I've been slowly picking up running again. When I lived with Majd and Ari I ran down the eight-lane-highway-esque sidewalks of Dolores from 17th to 24th almost every day, plodding up and relishing the crest of each hill. 17th to 18th was clear; then I'd dodge the ice cream line that wrapped around the corner and, across the street, the patio seating of Dolores Park Cafe, where there would be at least one dog. On the hill between 19th and 20th I'd wonder where exactly does Christian live (I never found out), and on the way back up the hill at 22nd I'd glance at #864 to see if Alberto might be around. On Saturday mornings the same homeless man sat on a doorstep between 18th and 19th and judged my strides. I knew he didn't care, but it didn't stop me from kicking my heels a little higher as I passed by on the way home. The whole way I'd lazily count the palm trees, the absurd row of them lining the median strip of Dolores.
Where I live now in the Inner Sunset, there are three obvious options. One, run toward the Park—to it, through it, or across it to the Richmond. Two, run on the hills around the house, or climb up and down the 15th Ave steps. Three, run toward the ocean. The first option means three traffic lights and a downtown area worth of pedestrians to dodge on narrow sidewalks before reaching your destination, and then more traffic, if you want to enter at 9th.

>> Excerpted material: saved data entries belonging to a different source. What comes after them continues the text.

//! Whitespace tokenizer with punctuation stripping.
//!
//! Tokens keep interior apostrophes so contractions ("don't", "can't")
//! survive intact for the negation table; everything else that is not
//! alphanumeric is trimmed off the edges.

/// Split already-lowercased text into cleaned tokens, in order.
pub fn tokenize(lowered: &str) -> Vec<&str> {
    lowered
        .split_whitespace()
        .map(|raw| {
            raw.trim_matches(|c: char| !c.is_alphanumeric() && c != '\'')
                .trim_matches('\'')
        })
        .filter(|token| !token.is_empty())
        .collect()
}

/// The token immediately before `index`, if any.
pub fn previous<'a>(tokens: &[&'a str], index: usize) -> Option<&'a str> {
    if index == 0 {
        None
    } else {
        tokens.get(index - 1).copied()
    }
}

/// The token immediately after `index`, if any.
pub fn next<'a>(tokens: &[&'a str], index: usize) -> Option<&'a str> {
    tokens.get(index + 1).copied()
}

#[cfg(test)]
mod tests {
    use super::*;

    #[test]
    fn splits_on_whitespace_and_strips_punctuation() {
        assert_eq!(
            tokenize("feeling good, mostly!  (i think...)"),
            vec!["feeling", "good", "mostly", "i", "think"]
        );
    }

    #[test]
    fn keeps_contractions() {
        assert_eq!(tokenize("i didn't sleep"), vec!["i", "didn't", "sleep"]);
    }

    #[test]
    fn strips_quoting_apostrophes() {
        assert_eq!(tokenize("'great' day"), vec!["great", "day"]);
    }

    #[test]
    fn drops_punctuation_only_tokens() {
        assert_eq!(tokenize("well -- fine"), vec!["well", "fine"]);
    }

    #[test]
    fn neighbors_at_boundaries_are_none() {
        let tokens = tokenize("so very tired");
        assert_eq!(previous(&tokens, 0), None);
        assert_eq!(previous(&tokens, 2), Some("very"));
        assert_eq!(next(&tokens, 2), None);
        assert_eq!(next(&tokens, 0), Some("very"));
    }

    #[test]
    fn empty_input_yields_no_tokens() {
        assert!(tokenize("").is_empty());
        assert!(tokenize("   ").is_empty());
    }
}
//! HTTP server implementation

use std::sync::Arc;

use axum::Router;
use tower_http::compression::CompressionLayer;
use tower_http::cors::Any;
use tower_http::cors::CorsLayer;
use tower_http::trace::TraceLayer;
use tracing::info;

use crate::analyzer::SentimentAnalyzer;
use crate::api::handlers::AppState;
use crate::api::routes;
use crate::config::AppConfig;
use crate::database::Database;
use crate::Result;

/// Start the API server
pub async fn serve_api(
    config: &AppConfig,
    host: String,
    port: u16,
    enable_cors: bool,
) -> Result<()> {
    info!("🚀 Starting MoodMesh API server...");

    // Initialize services
    let database = Arc::new(Database::from_config(config).await?);
    database.init_schema().await?;

    let state = AppState {
        database,
        analyzer: SentimentAnalyzer::new(),
        min_entry_chars: config.min_entry_chars(),
    };

    // Build API routes
    let api_router = routes::api_routes(state);

    let mut app = Router::new().nest("/api", api_router);

    // Add middleware layers
    app = app
        .layer(TraceLayer::new_for_http())
        .layer(CompressionLayer::new());

    // Add CORS if enabled
    if enable_cors {
        info!("✅ CORS enabled");
        let cors = CorsLayer::new()
            .allow_origin(Any)
            .allow_methods(Any)
            .allow_headers(Any);
        app = app.layer(cors);
    }

    // Start server
    let addr = format!("{host}:{port}");
    let listener = tokio::net::TcpListener::bind(&addr).await?;

    info!("🌐 API server listening on http://{}", addr);
    info!("");
    info!("Available endpoints:");
    info!("  GET  /api/health                           - Health check");
    info!("  POST /api/submit                           - Submit a journal entry");
    info!("  GET  /api/stats/:country/:date             - Daily statistics");
    info!("  GET  /api/stats/:country/month/:year_month - Monthly statistics");
    info!("  GET  /api/countries                        - List countries");

    axum::serve(listener, app).await?;

    Ok(())
}
/// Flat (dimension, tier, words) view used to build the word map.
const WORD_TIERS: &[(Dimension, SentimentTier, &[&str])] = &[
    (Dimension::Mood, SentimentTier::VeryPositive, MOOD_VERY_POSITIVE),
    (Dimension::Mood, SentimentTier::Positive, MOOD_POSITIVE),
    (Dimension::Mood, SentimentTier::Negative, MOOD_NEGATIVE),
    (Dimension::Mood, SentimentTier::VeryNegative, MOOD_VERY_NEGATIVE),
    (Dimension::Social, SentimentTier::VeryPositive, SOCIAL_VERY_POSITIVE),
    (Dimension::Social, SentimentTier::Positive, SOCIAL_POSITIVE),
    (Dimension::Social, SentimentTier::Negative, SOCIAL_NEGATIVE),
    (Dimension::Social, SentimentTier::VeryNegative, SOCIAL_VERY_NEGATIVE),
    (Dimension::Work, SentimentTier::VeryPositive, WORK_VERY_POSITIVE),
    (Dimension::Work, SentimentTier::Positive, WORK_POSITIVE),
    (Dimension::Work, SentimentTier::Negative, WORK_NEGATIVE),
    (Dimension::Work, SentimentTier::VeryNegative, WORK_VERY_NEGATIVE),
    (Dimension::Energy, SentimentTier::VeryPositive, ENERGY_VERY_POSITIVE),
    (Dimension::Energy, SentimentTier::Positive, ENERGY_POSITIVE),
    (Dimension::Energy, SentimentTier::Negative, ENERGY_NEGATIVE),
    (Dimension::Energy, SentimentTier::VeryNegative, ENERGY_VERY_NEGATIVE),
    (Dimension::Health, SentimentTier::VeryPositive, HEALTH_VERY_POSITIVE),
    (Dimension::Health, SentimentTier::Positive, HEALTH_POSITIVE),
    (Dimension::Health, SentimentTier::Negative, HEALTH_NEGATIVE),
    (Dimension::Health, SentimentTier::VeryNegative, HEALTH_VERY_NEGATIVE),
    (Dimension::Sleep, SentimentTier::VeryPositive, SLEEP_VERY_POSITIVE),
    (Dimension::Sleep, SentimentTier::Positive, SLEEP_POSITIVE),
    (Dimension::Sleep, SentimentTier::Negative, SLEEP_NEGATIVE),
    (Dimension::Sleep, SentimentTier::VeryNegative, SLEEP_VERY_NEGATIVE),
    (Dimension::Stress, SentimentTier::VeryPositive, STRESS_VERY_POSITIVE),
    (Dimension::Stress, SentimentTier::Positive, STRESS_POSITIVE),
    (Dimension::Stress, SentimentTier::Negative, STRESS_NEGATIVE),
    (Dimension::Stress, SentimentTier::VeryNegative, STRESS_VERY_NEGATIVE),
];
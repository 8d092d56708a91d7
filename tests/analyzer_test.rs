use moodmesh::analyzer::DayRef;
use moodmesh::analyzer::Dimension;
use moodmesh::analyzer::DurationHint;
use moodmesh::analyzer::ScoreSet;
use moodmesh::analyzer::SentimentAnalyzer;
use moodmesh::analyzer::TimeOfDay;

fn analyze(text: &str) -> ScoreSet {
    SentimentAnalyzer::new().analyze(text)
}

fn assert_in_range(scores: &ScoreSet) {
    for dimension in Dimension::ALL {
        let value = scores.get(dimension);
        assert!(
            (-2..=2).contains(&value),
            "{dimension} out of range: {value}"
        );
    }
}

#[test]
fn test_good_day_journal_entry() {
    let scores = analyze(
        "Went to the gym this morning, then had coffee with friends. Feeling great today!",
    );

    assert_eq!(scores.mood, 2);
    assert_eq!(scores.social, 1);
    assert_eq!(scores.energy, 2);

    let time = scores.time.unwrap();
    assert_eq!(time.time_of_day, Some(TimeOfDay::Morning));
    assert_eq!(time.day, Some(DayRef::Today));
    assert_in_range(&scores);
}

#[test]
fn test_bad_work_day_pulls_energy_down() {
    let scores = analyze("Work was a disaster, missed the deadline and got criticized.");

    assert_eq!(scores.work, -1);
    assert_eq!(scores.stress, -1);
    // Energy was never mentioned; it inherits the bad work day
    assert_eq!(scores.energy, -1);
    // Mild stress is too weak a signal to move mood
    assert_eq!(scores.mood, 0);
}

#[test]
fn test_milestone_event_dominates() {
    let scores =
        analyze("We got engaged last night! Absolutely thrilled and celebrating with family.");

    assert_eq!(scores.mood, 2);
    assert_eq!(scores.social, 2);

    let time = scores.time.unwrap();
    assert_eq!(time.time_of_day, Some(TimeOfDay::Evening));
    assert_eq!(time.day, Some(DayRef::Yesterday));
}

#[test]
fn test_contradicted_loss_is_damped_but_still_negative() {
    let damped = analyze("I lost my dog but I did not feel bad");
    let plain = analyze("I lost my dog and I feel bad");

    assert_eq!(damped.mood, -1);
    assert_eq!(plain.mood, -2);
    assert!(damped.mood > plain.mood);
    // Low mood still casts a shadow on the unmentioned social dimension
    assert_eq!(damped.social, -1);
}

#[test]
fn test_sleepless_night_journal_entry() {
    let scores = analyze("Couldn't sleep at all, maybe two hours. Exhausted and groggy all day.");

    assert_eq!(scores.sleep, -2);
    assert_eq!(scores.energy, -2);
    // Mood is inferred from drained energy, at half strength
    assert_eq!(scores.mood, -1);
    // Inferred mood must not cascade into social
    assert_eq!(scores.social, 0);

    let time = scores.time.unwrap();
    assert_eq!(time.time_of_day, Some(TimeOfDay::Night));
    assert_eq!(time.duration, Some(DurationHint::AllDay));
}

#[test]
fn test_short_inputs_never_score() {
    for text in ["", " ", "ok", "ok!!", "    hm   "] {
        let scores = analyze(text);
        assert_eq!(scores, ScoreSet::default(), "{text:?} should not score");
        assert!(scores.time.is_none());
    }
}

#[test]
fn test_engine_is_deterministic_across_instances() {
    let text = "Busy week, burnt out, but hanging out with friends helped a little.";
    let first = SentimentAnalyzer::new().analyze(text);
    let second = SentimentAnalyzer::new().analyze(text);
    assert_eq!(first, second);
}

#[test]
fn test_concurrent_analysis_shares_tables_safely() {
    let analyzer = SentimentAnalyzer::new();
    let text = "Feeling great today, full of energy after the gym.";
    let expected = analyzer.analyze(text);

    let handles: Vec<_> = (0..8)
        .map(|_| {
            let analyzer = analyzer.clone();
            std::thread::spawn(move || analyzer.analyze(text))
        })
        .collect();

    for handle in handles {
        assert_eq!(handle.join().unwrap(), expected);
    }
}

#[test]
fn test_extreme_texts_stay_clamped() {
    let texts = [
        "amazing amazing amazing wonderful fantastic incredible glorious",
        "terrible horrible miserable depressed hopeless devastated awful",
        "extremely exhausted, ridiculously drained, completely burnt out",
        "got married and got promoted and won the championship, feeling amazing",
        "lost my dog, got fired, broke up, and my car accident made it worse",
    ];
    for text in texts {
        assert_in_range(&analyze(text));
    }
}

#[test]
fn test_score_set_json_shape() {
    let scores = analyze("Quick lunch with colleagues today, work going well.");
    let json = serde_json::to_value(scores).unwrap();

    for key in ["mood", "social", "work", "energy", "health", "sleep", "stress"] {
        assert!(json.get(key).is_some(), "missing {key}");
        assert!(json[key].is_i64(), "{key} should be an integer");
    }
    assert_eq!(json["time"]["time_of_day"], "afternoon");
    assert_eq!(json["time"]["day"], "today");
    assert_eq!(json["time"]["duration"], "brief");
}

#[test]
fn test_unknown_vocabulary_is_neutral() {
    let scores = analyze("The compiler emitted seventeen diagnostics about lifetimes.");
    for dimension in Dimension::ALL {
        assert_eq!(scores.get(dimension), 0);
    }
}
/// API request handlers
use std::sync::Arc;

use axum::Json;

use crate::analyzer::SentimentAnalyzer;
use crate::api::types::ApiResponse;
use crate::api::types::HealthResponse;
use crate::database::Database;

// Re-export sub-modules
pub mod entries;
pub mod stats;

// Re-export handlers
pub use entries::*;
pub use stats::*;

/// Shared application state
#[derive(Clone)]
pub struct AppState {
    pub database: Arc<Database>,
    pub analyzer: SentimentAnalyzer,
    pub min_entry_chars: usize,
}

/// Health check handler
pub async fn health() -> Json<ApiResponse<HealthResponse>> {
    Json(ApiResponse::success(HealthResponse {
        status: "healthy".to_string(),
        version: env!("CARGO_PKG_VERSION").to_string(),
    }))
}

The second is fine; you get a nice view from the top of the steps, though the rest of the roads are not amazing to look at. The main problem with this option right now is it is extremely demoralizing because it is hard. What used to be easy is now hard. So lately I've been taking the run to the ocean, which is... mostly flat and slightly downhill.

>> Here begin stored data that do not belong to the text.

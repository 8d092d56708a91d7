use std::sync::Arc;

use chrono::Utc;
use clap::Parser;
use clap::Subcommand;
use moodmesh::analyzer::SentimentAnalyzer;
use moodmesh::config::AppConfig;
use moodmesh::database::Database;
use moodmesh::models;
use moodmesh::stats;
use moodmesh::Result;
use tracing::info;

#[derive(Parser)]
#[command(name = "moodmesh")]
#[command(about = "MoodMesh CLI for journal scoring, statistics and the API server")]
#[command(version)]
struct Cli {
    /// Enable verbose debug logging
    #[arg(short, long)]
    verbose: bool,

    #[command(subcommand)]
    command: Commands,
}

#[derive(Subcommand)]
enum Commands {
    /// Start the HTTP API server
    Serve {
        /// Bind host (overrides config)
        #[arg(long)]
        host: Option<String>,
        /// Bind port (overrides config)
        #[arg(long)]
        port: Option<u16>,
        /// Disable CORS regardless of config
        #[arg(long)]
        no_cors: bool,
    },
    /// Score ad-hoc text without touching the database
    Analyze {
        /// The journal text to score
        text: String,
    },
    /// Show statistics for a country
    Stats {
        /// Country to aggregate
        country: String,
        /// Specific date (YYYY-MM-DD, defaults to today)
        #[arg(long)]
        date: Option<String>,
        /// Aggregate a whole month instead (YYYY-MM)
        #[arg(long)]
        month: Option<String>,
    },
    /// List countries with entries
    Countries,
    /// Create the database schema
    InitDb,
    /// Show current configuration
    Config,
}

#[tokio::main]
async fn main() -> Result<()> {
    let cli = Cli::parse();

    // Config is only required by commands that reach the database or
    // server; `analyze` stays usable without one.
    let config = AppConfig::load();

    if cli.verbose {
        moodmesh::logging::init_logging_with_level("debug")?;
    } else {
        moodmesh::logging::init_logging_with_config(config.as_ref().ok())?;
    }

    match cli.command {
        Commands::Serve {
            host,
            port,
            no_cors,
        } => {
            let config = config?;
            let host = host.unwrap_or_else(|| config.server.host.clone());
            let port = port.unwrap_or(config.server.port);
            let enable_cors = config.server.enable_cors && !no_cors;
            moodmesh::api::serve_api(&config, host, port, enable_cors).await?;
        }
        Commands::Analyze { text } => {
            let analyzer = SentimentAnalyzer::new();
            let scores = analyzer.analyze(&text);
            println!("{}", serde_json::to_string_pretty(&scores)?);
        }
        Commands::Stats {
            country,
            date,
            month,
        } => {
            let database = Arc::new(Database::from_config(&config?).await?);

            if let Some(month) = month {
                let (start, end) = models::month_bounds(&month)?;
                let entries = database
                    .list_entries_by_country_date_range(&country, start, end)
                    .await?;
                let stats = stats::monthly_stats(&country, &month, &entries);
                println!("{}", serde_json::to_string_pretty(&stats)?);
            } else {
                let date = match date {
                    Some(date) => models::parse_date(&date)?,
                    None => Utc::now().date_naive(),
                };
                let entries = database
                    .list_entries_by_country_date(&country, date)
                    .await?;
                let stats = stats::daily_stats(&country, date, &entries);
                println!("{}", serde_json::to_string_pretty(&stats)?);
            }
        }
        Commands::Countries => {
            let database = Database::from_config(&config?).await?;
            let countries = database.list_countries().await?;
            if countries.is_empty() {
                println!("No entries yet");
            } else {
                for country in &countries {
                    println!("{country}");
                }
                let total = database.count_entries().await?;
                println!();
                println!("{total} entries across {} countries", countries.len());
            }
        }
        Commands::InitDb => {
            let database = Database::from_config(&config?).await?;
            database.init_schema().await?;
            info!("✅ Database schema initialized");
        }
        Commands::Config => {
            let config = config?;
            println!(
                "{}",
                toml::to_string_pretty(&config).unwrap_or_else(|_| format!("{config:#?}"))
            );
        }
    }

    Ok(())
}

I question, though, whether it's the downhillness, or even the distance, that attracts me to this course. The sidewalks of Kirkham are wide but less wide than Dolores, and everything else about the scene, especially after I pass 19th Ave, is the opposite of what I'd grown attached to. Low, boxy, pastel-colored houses stretch out into the distance on streets mostly devoid of pedestrians. Occasionally I pass someone, more often on the lower-numbered avenues—a middle-aged Asian man pulling weeds in his little scrubby patch of green in the early morning; a white-haired, bent-over Caucasian man walking his slow dog; a woman in tights pushing a baby stroller (I guess tights have really made it everywhere). There are two traffic lights between me and the ocean, and at the rest of the intersections there are only sometimes cars, but semi-aggressive cars that seem hell-bent on escaping this maze of monotonous houses.

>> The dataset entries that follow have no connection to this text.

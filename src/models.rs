use chrono::DateTime;
use chrono::Datelike;
use chrono::NaiveDate;
use chrono::Utc;
use serde::Deserialize;
use serde::Serialize;
use sqlx::FromRow;

use crate::analyzer::Dimension;
use crate::analyzer::ScoreSet;

/// A stored journal entry with its derived scores.
///
/// Scores are kept as SMALLINT columns so per-dimension SQL aggregates
/// stay possible later; in memory they are the same [-2, 2] integers the
/// engine produced. The time-context labels are stored as plain text.
#[derive(Debug, Clone, Serialize, Deserialize, FromRow)]
pub struct JournalEntry {
    pub id: i64,
    pub user_id: String,
    pub user_name: String,
    pub country: String,
    pub entry_text: String,
    pub entry_date: NaiveDate,
    pub created_at: DateTime<Utc>,
    pub mood: i16,
    pub social: i16,
    pub work: i16,
    pub energy: i16,
    pub health: i16,
    pub sleep: i16,
    pub stress: i16,
    pub time_of_day: Option<String>,
    pub day_ref: Option<String>,
    pub duration_hint: Option<String>,
}

impl JournalEntry {
    /// Score of one dimension, back in engine range.
    pub fn score(&self, dimension: Dimension) -> i8 {
        let value = match dimension {
            Dimension::Mood => self.mood,
            Dimension::Social => self.social,
            Dimension::Work => self.work,
            Dimension::Energy => self.energy,
            Dimension::Health => self.health,
            Dimension::Sleep => self.sleep,
            Dimension::Stress => self.stress,
        };
        value as i8
    }
}

/// Everything needed to insert one entry.
#[derive(Debug, Clone)]
pub struct NewEntry {
    pub user_id: String,
    pub user_name: String,
    pub country: String,
    pub entry_text: String,
    pub entry_date: NaiveDate,
    pub scores: ScoreSet,
}

/// Parse `YYYY-MM` into the first day of that month and the first day of
/// the following month (an exclusive upper bound for range queries).
pub fn month_bounds(year_month: &str) -> crate::Result<(NaiveDate, NaiveDate)> {
    let invalid = || crate::MoodMeshError::InvalidMonth(year_month.to_string());

    let (year_str, month_str) = year_month.split_once('-').ok_or_else(invalid)?;
    let year: i32 = year_str.parse().map_err(|_| invalid())?;
    let month: u32 = month_str.parse().map_err(|_| invalid())?;

    let start = NaiveDate::from_ymd_opt(year, month, 1).ok_or_else(invalid)?;
    let end = if month == 12 {
        NaiveDate::from_ymd_opt(year + 1, 1, 1)
    } else {
        NaiveDate::from_ymd_opt(year, month + 1, 1)
    }
    .ok_or_else(invalid)?;

    Ok((start, end))
}

/// Parse `YYYY-MM-DD`.
pub fn parse_date(date: &str) -> crate::Result<NaiveDate> {
    NaiveDate::parse_from_str(date, "%Y-%m-%d")
        .map_err(|_| crate::MoodMeshError::InvalidDate(date.to_string()))
}

/// The `YYYY-MM` label of a date.
pub fn month_label(date: NaiveDate) -> String {
    format!("{:04}-{:02}", date.year(), date.month())
}

#[cfg(test)]
mod tests {
    use super::*;

    #[test]
    fn month_bounds_cover_the_month() {
        let (start, end) = month_bounds("2024-03").unwrap();
        assert_eq!(start, NaiveDate::from_ymd_opt(2024, 3, 1).unwrap());
        assert_eq!(end, NaiveDate::from_ymd_opt(2024, 4, 1).unwrap());
    }

    #[test]
    fn december_rolls_into_the_next_year() {
        let (start, end) = month_bounds("2024-12").unwrap();
        assert_eq!(start, NaiveDate::from_ymd_opt(2024, 12, 1).unwrap());
        assert_eq!(end, NaiveDate::from_ymd_opt(2025, 1, 1).unwrap());
    }

    #[test]
    fn malformed_months_are_rejected() {
        assert!(month_bounds("2024").is_err());
        assert!(month_bounds("2024-13").is_err());
        assert!(month_bounds("march").is_err());
    }

    #[test]
    fn dates_parse_strictly() {
        assert!(parse_date("2024-03-05").is_ok());
        assert!(parse_date("03/05/2024").is_err());
    }

    #[test]
    fn month_label_is_zero_padded() {
        let date = NaiveDate::from_ymd_opt(2024, 3, 5).unwrap();
        assert_eq!(month_label(date), "2024-03");
    }
}
//! Time context extraction, independent of sentiment.
//!
//! Scans for fixed keyword sets covering time of day, day reference and
//! duration. The first matching category wins per field, in the priority
//! order the tables are listed; fields with no match stay `None`. The
//! result is informational only and never feeds back into scores.

use std::collections::HashSet;

use serde::Deserialize;
use serde::Serialize;

#[derive(Debug, Clone, Copy, PartialEq, Eq, Serialize, Deserialize)]
#[serde(rename_all = "snake_case")]
pub enum TimeOfDay {
    Morning,
    Afternoon,
    Evening,
    Night,
}

#[derive(Debug, Clone, Copy, PartialEq, Eq, Serialize, Deserialize)]
#[serde(rename_all = "snake_case")]
pub enum DayRef {
    Today,
    Yesterday,
    Tomorrow,
    Weekend,
}

#[derive(Debug, Clone, Copy, PartialEq, Eq, Serialize, Deserialize)]
#[serde(rename_all = "snake_case")]
pub enum DurationHint {
    AllDay,
    Brief,
    Extended,
}

impl TimeOfDay {
    pub fn as_str(self) -> &'static str {
        match self {
            TimeOfDay::Morning => "morning",
            TimeOfDay::Afternoon => "afternoon",
            TimeOfDay::Evening => "evening",
            TimeOfDay::Night => "night",
        }
    }
}

impl DayRef {
    pub fn as_str(self) -> &'static str {
        match self {
            DayRef::Today => "today",
            DayRef::Yesterday => "yesterday",
            DayRef::Tomorrow => "tomorrow",
            DayRef::Weekend => "weekend",
        }
    }
}

impl DurationHint {
    pub fn as_str(self) -> &'static str {
        match self {
            DurationHint::AllDay => "all_day",
            DurationHint::Brief => "brief",
            DurationHint::Extended => "extended",
        }
    }
}

/// Side metadata attached to a score set.
#[derive(Debug, Clone, Copy, PartialEq, Eq, Serialize, Deserialize)]
pub struct TimeContext {
    pub time_of_day: Option<TimeOfDay>,
    pub day: Option<DayRef>,
    pub duration: Option<DurationHint>,
}

const TIME_OF_DAY_SETS: &[(TimeOfDay, &[&str])] = &[
    (
        TimeOfDay::Morning,
        &["morning", "breakfast", "woke", "wake", "dawn", "sunrise", "early"],
    ),
    (TimeOfDay::Afternoon, &["afternoon", "lunch", "noon", "midday"]),
    (TimeOfDay::Evening, &["evening", "dinner", "night", "sunset", "dusk"]),
    (
        TimeOfDay::Night,
        &["night", "midnight", "late", "sleep", "bed", "bedtime"],
    ),
];

const DAY_SETS: &[(DayRef, &[&str])] = &[
    (
        DayRef::Today,
        &["today", "currently", "now", "right now", "at the moment"],
    ),
    (DayRef::Yesterday, &["yesterday", "last night", "earlier"]),
    (DayRef::Tomorrow, &["tomorrow", "later", "soon", "upcoming"]),
    (DayRef::Weekend, &["weekend", "saturday", "sunday"]),
];

const DURATION_SETS: &[(DurationHint, &[&str])] = &[
    (
        DurationHint::AllDay,
        &["all day", "whole day", "entire day", "day long"],
    ),
    (DurationHint::Brief, &["quick", "brief", "short", "moment"]),
    (DurationHint::Extended, &["long", "hours", "forever", "endless"]),
];

/// Keyword presence test: single words must match a whole token,
/// multi-word keywords match by substring.
fn any_keyword_present(keywords: &[&str], lowered: &str, tokens: &HashSet<&str>) -> bool {
    keywords.iter().any(|keyword| {
        if keyword.contains(' ') {
            lowered.contains(keyword)
        } else {
            tokens.contains(keyword)
        }
    })
}

/// Extract the time context from lowered text and its tokens.
pub fn extract(lowered: &str, tokens: &[&str]) -> TimeContext {
    let token_set: HashSet<&str> = tokens.iter().copied().collect();

    let time_of_day = TIME_OF_DAY_SETS
        .iter()
        .find(|(_, keywords)| any_keyword_present(keywords, lowered, &token_set))
        .map(|(value, _)| *value);

    let day = DAY_SETS
        .iter()
        .find(|(_, keywords)| any_keyword_present(keywords, lowered, &token_set))
        .map(|(value, _)| *value);

    let duration = DURATION_SETS
        .iter()
        .find(|(_, keywords)| any_keyword_present(keywords, lowered, &token_set))
        .map(|(value, _)| *value);

    TimeContext {
        time_of_day,
        day,
        duration,
    }
}

#[cfg(test)]
mod tests {
    use super::*;
    use crate::analyzer::tokens::tokenize;

    fn extract_from(text: &str) -> TimeContext {
        let lowered = text.to_lowercase();
        let tokens = tokenize(&lowered);
        extract(&lowered, &tokens)
    }

    #[test]
    fn detects_day_reference() {
        let context = extract_from("i am happy today");
        assert_eq!(context.day, Some(DayRef::Today));
        assert_eq!(context.duration, None);
    }

    #[test]
    fn priority_order_wins_within_a_field() {
        // "night" appears in both the evening and night sets; evening is
        // listed first and wins
        let context = extract_from("a long night at the office");
        assert_eq!(context.time_of_day, Some(TimeOfDay::Evening));
        assert_eq!(context.duration, Some(DurationHint::Extended));
    }

    #[test]
    fn multi_word_keywords_match_by_substring() {
        let context = extract_from("stayed in all day yesterday");
        assert_eq!(context.duration, Some(DurationHint::AllDay));
        assert_eq!(context.day, Some(DayRef::Yesterday));
    }

    #[test]
    fn single_word_keywords_need_a_whole_token() {
        // "know" contains "now" but is not a day reference
        let context = extract_from("i know the drill");
        assert_eq!(context.day, None);
    }

    #[test]
    fn unmatched_fields_stay_none() {
        let context = extract_from("pasta for the win");
        assert_eq!(context.time_of_day, None);
        assert_eq!(context.day, None);
        assert_eq!(context.duration, None);
    }

    #[test]
    fn serializes_snake_case_labels() {
        let context = extract_from("quick breakfast today");
        let json = serde_json::to_value(context).unwrap();
        assert_eq!(json["time_of_day"], "morning");
        assert_eq!(json["day"], "today");
        assert_eq!(json["duration"], "brief");
    }
}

The relative lack of stimulation means more thinking time. I'll wonder, how many more seconds of daylight does the Outer Sunset see at the end of the day than SoMa? I'll go through people and events like flashcards—what do they mean? Or I won't. Regardless the ocean beckons. Whenever I've stood in front of the ocean listening to the crash of waves on rock, thinking this is the edge of land, I've been keenly conscious of being small and mortal. The vastness of the ocean is incomprehensible, having swum in it once and, mouthfuls of salt water later, realized how far something that looks so close actually is, when you're on the water. How we ever find sunken ships or downed aircraft (even with radio and sonar) seems miraculous. The earthquake shakes, but the tsunami swallows.
So I think it's this: the act of running reminds me I have a body; the ocean reminds me I have a life.